* **To do**:
Your answer should consist only of the lines below from the one with "for statement in" through the one with "new names through", copied exactly.

* **Input**:

[Start of section]

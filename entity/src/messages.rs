//! SeaORM Entity for the messages table (direct, one-to-one messages).

use crate::Id;
use sea_orm::entity::prelude::*;
use serde::{Deserialize, Serialize};
use utoipa::ToSchema;

#[derive(Clone, Debug, PartialEq, Eq, DeriveEntityModel, Serialize, Deserialize, ToSchema)]
#[schema(as = entity::messages::Model)]
#[sea_orm(schema_name = "pulse", table_name = "messages")]
pub struct Model {
    #[serde(skip_deserializing)]
    #[sea_orm(primary_key)]
    pub id: Id,

    #[serde(skip_deserializing)]
    pub sender_id: Id,

    #[schema(value_type = Uuid)]
    pub receiver_id: Id,

    #[sea_orm(column_type = "Text")]
    pub content: String,

    #[serde(skip_deserializing)]
    pub is_read: bool,

    #[serde(skip_deserializing)]
    #[schema(value_type = String, format = DateTime)]
    pub created_at: DateTimeWithTimeZone,

    #[serde(skip_deserializing)]
    #[schema(value_type = String, format = DateTime)]
    pub updated_at: DateTimeWithTimeZone,
}

#[derive(Copy, Clone, Debug, EnumIter, DeriveRelation)]
pub enum Relation {
    #[sea_orm(
        belongs_to = "super::users::Entity",
        from = "Column::SenderId",
        to = "super::users::Column::Id",
        on_update = "NoAction",
        on_delete = "Cascade"
    )]
    Sender,
    #[sea_orm(
        belongs_to = "super::users::Entity",
        from = "Column::ReceiverId",
        to = "super::users::Column::Id",
        on_update = "NoAction",
        on_delete = "Cascade"
    )]
    Receiver,
}

impl ActiveModelBehavior for ActiveModel {}
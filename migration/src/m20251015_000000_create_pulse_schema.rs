use sea_orm_migration::prelude::*;

#[derive(DeriveMigrationName)]
pub struct Migration;

const CREATE_TABLES: &[&str] = &[
    r#"
        CREATE TABLE IF NOT EXISTS pulse.users (
            id UUID PRIMARY KEY DEFAULT gen_random_uuid(),
            external_id VARCHAR(255) NOT NULL UNIQUE,
            username VARCHAR(255) NOT NULL UNIQUE,
            display_name VARCHAR(255),
            email VARCHAR(255),
            avatar_url TEXT,
            created_at TIMESTAMPTZ NOT NULL DEFAULT NOW(),
            updated_at TIMESTAMPTZ NOT NULL DEFAULT NOW()
        )
    "#,
    r#"
        CREATE TABLE IF NOT EXISTS pulse.messages (
            id UUID PRIMARY KEY DEFAULT gen_random_uuid(),
            sender_id UUID NOT NULL REFERENCES pulse.users(id) ON DELETE CASCADE,
            receiver_id UUID NOT NULL REFERENCES pulse.users(id) ON DELETE CASCADE,
            content TEXT NOT NULL,
            is_read BOOLEAN NOT NULL DEFAULT FALSE,
            created_at TIMESTAMPTZ NOT NULL DEFAULT NOW(),
            updated_at TIMESTAMPTZ NOT NULL DEFAULT NOW()
        )
    "#,
    r#"
        CREATE TABLE IF NOT EXISTS pulse.groups (
            id UUID PRIMARY KEY DEFAULT gen_random_uuid(),
            name VARCHAR(255) NOT NULL,
            description TEXT,
            created_by UUID NOT NULL REFERENCES pulse.users(id) ON DELETE CASCADE,
            created_at TIMESTAMPTZ NOT NULL DEFAULT NOW(),
            updated_at TIMESTAMPTZ NOT NULL DEFAULT NOW()
        )
    "#,
    r#"
        CREATE TABLE IF NOT EXISTS pulse.group_members (
            id UUID PRIMARY KEY DEFAULT gen_random_uuid(),
            group_id UUID NOT NULL REFERENCES pulse.groups(id) ON DELETE CASCADE,
            user_id UUID NOT NULL REFERENCES pulse.users(id) ON DELETE CASCADE,
            joined_at TIMESTAMPTZ NOT NULL DEFAULT NOW(),

            UNIQUE(group_id, user_id)
        )
    "#,
    r#"
        CREATE TABLE IF NOT EXISTS pulse.group_messages (
            id UUID PRIMARY KEY DEFAULT gen_random_uuid(),
            group_id UUID NOT NULL REFERENCES pulse.groups(id) ON DELETE CASCADE,
            sender_id UUID NOT NULL REFERENCES pulse.users(id) ON DELETE CASCADE,
            content TEXT NOT NULL,
            created_at TIMESTAMPTZ NOT NULL DEFAULT NOW()
        )
    "#,
    r#"
        CREATE TABLE IF NOT EXISTS pulse.notifications (
            id UUID PRIMARY KEY DEFAULT gen_random_uuid(),
            user_id UUID NOT NULL REFERENCES pulse.users(id) ON DELETE CASCADE,
            actor_id UUID REFERENCES pulse.users(id) ON DELETE SET NULL,
            kind pulse.notification_kind NOT NULL,
            entity_id UUID,
            content TEXT NOT NULL,
            is_read BOOLEAN NOT NULL DEFAULT FALSE,
            created_at TIMESTAMPTZ NOT NULL DEFAULT NOW()
        )
    "#,
];

// Conversation lookups filter on both participants and sort by time; the
// notification badge counts unread rows per recipient.
const CREATE_INDEXES: &[&str] = &[
    "CREATE INDEX IF NOT EXISTS idx_messages_sender_receiver_created_at
     ON pulse.messages(sender_id, receiver_id, created_at)",
    "CREATE INDEX IF NOT EXISTS idx_messages_receiver_unread
     ON pulse.messages(receiver_id) WHERE is_read = FALSE",
    "CREATE INDEX IF NOT EXISTS idx_group_members_user_id
     ON pulse.group_members(user_id)",
    "CREATE INDEX IF NOT EXISTS idx_group_messages_group_created_at
     ON pulse.group_messages(group_id, created_at)",
    "CREATE INDEX IF NOT EXISTS idx_notifications_user_created_at
     ON pulse.notifications(user_id, created_at DESC)",
    "CREATE INDEX IF NOT EXISTS idx_notifications_user_unread
     ON pulse.notifications(user_id) WHERE is_read = FALSE",
];

#[async_trait::async_trait]
impl MigrationTrait for Migration {
    async fn up(&self, manager: &SchemaManager) -> Result<(), DbErr> {
        let db = manager.get_connection();

        db.execute_unprepared("CREATE SCHEMA IF NOT EXISTS pulse;")
            .await?;

        db.execute_unprepared("SET search_path TO pulse, public;")
            .await?;

        db.execute_unprepared(
            "CREATE TYPE pulse.notification_kind AS ENUM \
             ('like', 'comment', 'follow', 'mention', 'message', 'group_message')",
        )
        .await?;

        for statement in CREATE_TABLES.iter().chain(CREATE_INDEXES) {
            db.execute_unprepared(statement).await?;
        }

        Ok(())
    }

    async fn down(&self, manager: &SchemaManager) -> Result<(), DbErr> {
        // CASCADE removes every table, index and type in the schema
        manager
            .get_connection()
            .execute_unprepared("DROP SCHEMA IF EXISTS pulse CASCADE;")
            .await?;

        Ok(())
    }
}
use axum::response::sse::Event;
use serde::Serialize;
use serde_json::{json, Value};
use std::fmt;
use std::sync::Arc;

/// The SSE endpoint a connection was opened on. Every connection queue belongs
/// to exactly one stream, and events are only queued for the streams they target.
#[derive(Debug, Clone, Copy, PartialEq, Eq, Hash)]
pub enum StreamKind {
    /// Direct-message stream (`/messages/stream`)
    Messages,
    /// Notification stream (`/notifications/stream`), also carries group messages
    Notifications,
}

impl StreamKind {
    pub fn as_str(&self) -> &'static str {
        match self {
            StreamKind::Messages => "messages",
            StreamKind::Notifications => "notifications",
        }
    }
}

impl fmt::Display for StreamKind {
    fn fmt(&self, f: &mut fmt::Formatter<'_>) -> fmt::Result {
        f.write_str(self.as_str())
    }
}

/// SSE event name. The set is open: producers may introduce new names through
/// `Other`, and clients are expected to ignore names they don't recognize.
#[derive(Debug, Clone, PartialEq, Eq, Hash)]
pub enum EventKind {
    Connected,
    Message,
    GroupMessage,
    Notification,
    Ping,
    Reconnect,
    Other(String),
}

impl EventKind {
    pub fn as_str(&self) -> &str {
        match self {
            EventKind::Connected => "connected",
            EventKind::Message => "message",
            EventKind::GroupMessage => "group_message",
            EventKind::Notification => "notification",
            EventKind::Ping => "ping",
            EventKind::Reconnect => "reconnect",
            EventKind::Other(name) => name.as_str(),
        }
    }

    /// Whether connections opened on `stream` receive this kind of event.
    pub fn targets(&self, stream: StreamKind) -> bool {
        match self {
            EventKind::Message => stream == StreamKind::Messages,
            EventKind::GroupMessage | EventKind::Notification => {
                stream == StreamKind::Notifications
            }
            EventKind::Connected | EventKind::Ping | EventKind::Reconnect | EventKind::Other(_) => {
                true
            }
        }
    }
}

impl From<&str> for EventKind {
    fn from(name: &str) -> Self {
        match name {
            "connected" => EventKind::Connected,
            "message" => EventKind::Message,
            "group_message" => EventKind::GroupMessage,
            "notification" => EventKind::Notification,
            "ping" => EventKind::Ping,
            "reconnect" => EventKind::Reconnect,
            other => EventKind::Other(other.to_owned()),
        }
    }
}

impl From<String> for EventKind {
    fn from(name: String) -> Self {
        EventKind::from(name.as_str())
    }
}

impl fmt::Display for EventKind {
    fn fmt(&self, f: &mut fmt::Formatter<'_>) -> fmt::Result {
        f.write_str(self.as_str())
    }
}

/// A serialized event waiting in a connection queue. The JSON payload is
/// rendered once per broadcast and shared between every queue it lands in.
#[derive(Debug, Clone, PartialEq)]
pub struct Frame {
    kind: EventKind,
    data: Arc<str>,
}

impl Frame {
    pub fn new<T>(kind: EventKind, payload: &T) -> Result<Self, serde_json::Error>
    where
        T: Serialize + ?Sized,
    {
        let data = serde_json::to_string(payload)?;
        Ok(Self {
            kind,
            data: data.into(),
        })
    }

    pub fn from_value(kind: EventKind, payload: &Value) -> Self {
        Self {
            kind,
            data: payload.to_string().into(),
        }
    }

    pub fn kind(&self) -> &EventKind {
        &self.kind
    }

    pub fn data(&self) -> &str {
        &self.data
    }

    pub fn into_sse_event(self) -> Event {
        Event::default().event(self.kind.as_str()).data(&*self.data)
    }

    pub(crate) fn connected(user_id: &str) -> Self {
        Self::from_value(
            EventKind::Connected,
            &json!({ "user_id": user_id, "timestamp": now() }),
        )
    }

    pub(crate) fn ping() -> Self {
        Self::from_value(EventKind::Ping, &json!({ "timestamp": now() }))
    }

    pub(crate) fn reconnect(reason: &str) -> Self {
        Self::from_value(
            EventKind::Reconnect,
            &json!({ "reason": reason, "timestamp": now() }),
        )
    }
}

fn now() -> String {
    chrono::Utc::now().to_rfc3339()
}

#[derive(Debug, Clone)]
pub struct Message {
    pub event: EventKind,
    pub payload: Value,
    pub scope: MessageScope,
}

#[derive(Debug, Clone)]
pub enum MessageScope {
    /// Send to all connections for a specific user
    User { user_id: String },
    /// Send to all connected users
    Broadcast,
}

[End of section]

* **Answer space**:
        for statement in CREATE_TABLES.iter().chain(CREATE_INDEXES) {
            db.execute_unprepared(statement).await?;
        }

        Ok(())
    }

    async fn down(&self, manager: &SchemaManager) -> Result<(), DbErr> {
        // CASCADE removes every table, index and type in the schema
        manager
            .get_connection()
            .execute_unprepared("DROP SCHEMA IF EXISTS pulse CASCADE;")
            .await?;

        Ok(())
    }
}
use axum::response::sse::Event;
use serde::Serialize;
use serde_json::{json, Value};
use std::fmt;
use std::sync::Arc;

/// The SSE endpoint a connection was opened on. Every connection queue belongs
/// to exactly one stream, and events are only queued for the streams they target.
#[derive(Debug, Clone, Copy, PartialEq, Eq, Hash)]
pub enum StreamKind {
    /// Direct-message stream (`/messages/stream`)
    Messages,
    /// Notification stream (`/notifications/stream`), also carries group messages
    Notifications,
}

impl StreamKind {
    pub fn as_str(&self) -> &'static str {
        match self {
            StreamKind::Messages => "messages",
            StreamKind::Notifications => "notifications",
        }
    }
}

impl fmt::Display for StreamKind {
    fn fmt(&self, f: &mut fmt::Formatter<'_>) -> fmt::Result {
        f.write_str(self.as_str())
    }
}

/// SSE event name. The set is open: producers may introduce new names through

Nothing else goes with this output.